This article is more than 1 year old

Resistance is futile: mobile working is on its way

Embrace the future

It is happening now, but is it happening under your guidance or under your nose?

It can be scary tooling up your employees for online collaboration. Paranoid business managers and IT directors have their reasons to avoid it. Take your pick: security, control over employees and complexity are all valid excuses to keep staff at the office.

The problem is that while you may have your reservations about mobile cloud-based collaboration, your employees are dying to use it – and probably are using it, right under your nose.

Last year, Sharp Europe surveyed 1,500 people working in small and medium-sized businesses. Almost half of them said that remote working was essential to their jobs.

Four in every 10 respondents reported that their companies actively banned cloud-based collaboration platforms. So one in 10 just went ahead and used them anyway.

I'll tell you what I want

IT departments need to keep themselves relevant in a world where employees can often simply bypass them if they don’t get what they want.

Except that users don’t always know what they want. Left to their own devices, they may end up with a scattered bunch of online tools, each designed to do one thing and probably fragmenting information across multiple systems.

Without a strategy, solutions tend to be grabbed on an ad hoc basis, resulting in a lack of cohesion.

The key for IT departments struggling with users’ desire for online collaboration is to think about it not as a process of capitulation but as one of active participation.

Give your users what they want, but give them guidance on how to build and use it properly. Done right, this can bring significant benefits.

Release your creativity

A 2012 global study by Filigree Consulting identified several outcomes from effective online collaboration.

Businesses said they were able to make informed decisions more quickly. Individual employees were able to improve their productivity and reduce travel costs.

Perhaps the best result was a more creative business. Companies that were further advanced than others in their use of online collaboration tools increased innovation rates more than threefold.

Maturity is the key.

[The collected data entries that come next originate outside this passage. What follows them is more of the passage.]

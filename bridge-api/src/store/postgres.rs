/*
 * Copyright 2025 DigitalBridge
 *
 * Licensed under either of
 *
 * * Apache License, Version 2.0
 *   (http://www.apache.org/licenses/LICENSE-2.0)
 * * MIT license
 *   (http://opensource.org/licenses/MIT)
 *
 * at your option.
 */

use crate::models::{ContactSubmission, NewSubmission, SubmissionStatus};
use crate::store::{StoreError, SubmissionStore};
use async_trait::async_trait;
use sqlx::PgPool;
use tracing::info;
use uuid::Uuid;

/// Postgres-backed submission store.
pub struct PgSubmissionStore {
    pool: PgPool,
}

impl PgSubmissionStore {
    pub fn new(pool: PgPool) -> Self {
        Self { pool }
    }
}

#[async_trait]
impl SubmissionStore for PgSubmissionStore {
    async fn insert(&self, submission: NewSubmission) -> Result<ContactSubmission, StoreError> {
        let id = Uuid::new_v4().to_string();

        let stored = sqlx::query_as::<_, ContactSubmission>(
            r#"
            INSERT INTO contact_submissions
                (id, name, email, phone, company, subject, message, service_interest)
            VALUES ($1, $2, $3, $4, $5, $6, $7, $8)
            RETURNING id, name, email, phone, company, subject, message,
                      service_interest, status, is_read, created_at
            "#,
        )
        .bind(&id)
        .bind(&submission.name)
        .bind(&submission.email)
        .bind(&submission.phone)
        .bind(&submission.company)
        .bind(&submission.subject)
        .bind(&submission.message)
        .bind(&submission.service_interest)
        .fetch_one(&self.pool)
        .await?;

        info!("Stored contact submission '{}' from '{}'", stored.id, stored.email);
        Ok(stored)
    }

    async fn list_all(&self) -> Result<Vec<ContactSubmission>, StoreError> {
        let submissions = sqlx::query_as::<_, ContactSubmission>(
            r#"
            SELECT id, name, email, phone, company, subject, message,
                   service_interest, status, is_read, created_at
            FROM contact_submissions
            ORDER BY created_at DESC
            "#,
        )
        .fetch_all(&self.pool)
        .await?;

        Ok(submissions)
    }

    async fn update_status(&self, id: &str, status: SubmissionStatus) -> Result<(), StoreError> {
        let result = sqlx::query(
            "UPDATE contact_submissions SET status = $2, is_read = TRUE WHERE id = $1",
        )
        .bind(id)
        .bind(status.as_str())
        .execute(&self.pool)
        .await?;

        if result.rows_affected() == 0 {
            return Err(StoreError::NotFound);
        }
        info!("Submission '{}' moved to status '{}'", id, status);
        Ok(())
    }

    async fn role_for(&self, email: &str) -> Result<Option<String>, StoreError> {
        let role = sqlx::query_scalar::<_, String>(
            "SELECT role FROM profiles WHERE email = $1",
        )
        .bind(email)
        .fetch_optional(&self.pool)
        .await?;

        Ok(role)
    }
}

The economy is littered with businesses, small and large, that tried to implement collaboration tools themselves only to see staff completely ignore them.

What makes the difference between software that brings staff together and software that sits lonely on a server, waiting for someone to come? A little forward planning can increase a company's chances of doing online collaboration properly.

A good fit

Simply buying a copy of SharePoint for use on a local server or shelling out for a SaaS collaboration solution won’t get you very far without planning. Measure twice and cut once, as the old adage goes.

The software not only has to do what the users want but also has to fit the way they work. Does the sales team want the same collaborative tools as the support team?

People who are already wearing several hats are less likely to make the effort

If you try to impose a working structure that differs wildly from what people are used to their learning curve will be steeper. People who are already busy wearing several hats in a small-business environment are less likely to make the effort.

At the same time, you should not assume that current methods of working can’t be improved. Watching for gaps in current practices can yield surprising insights – although sometimes you may have to spot these gaps even when staff don’t recognise them.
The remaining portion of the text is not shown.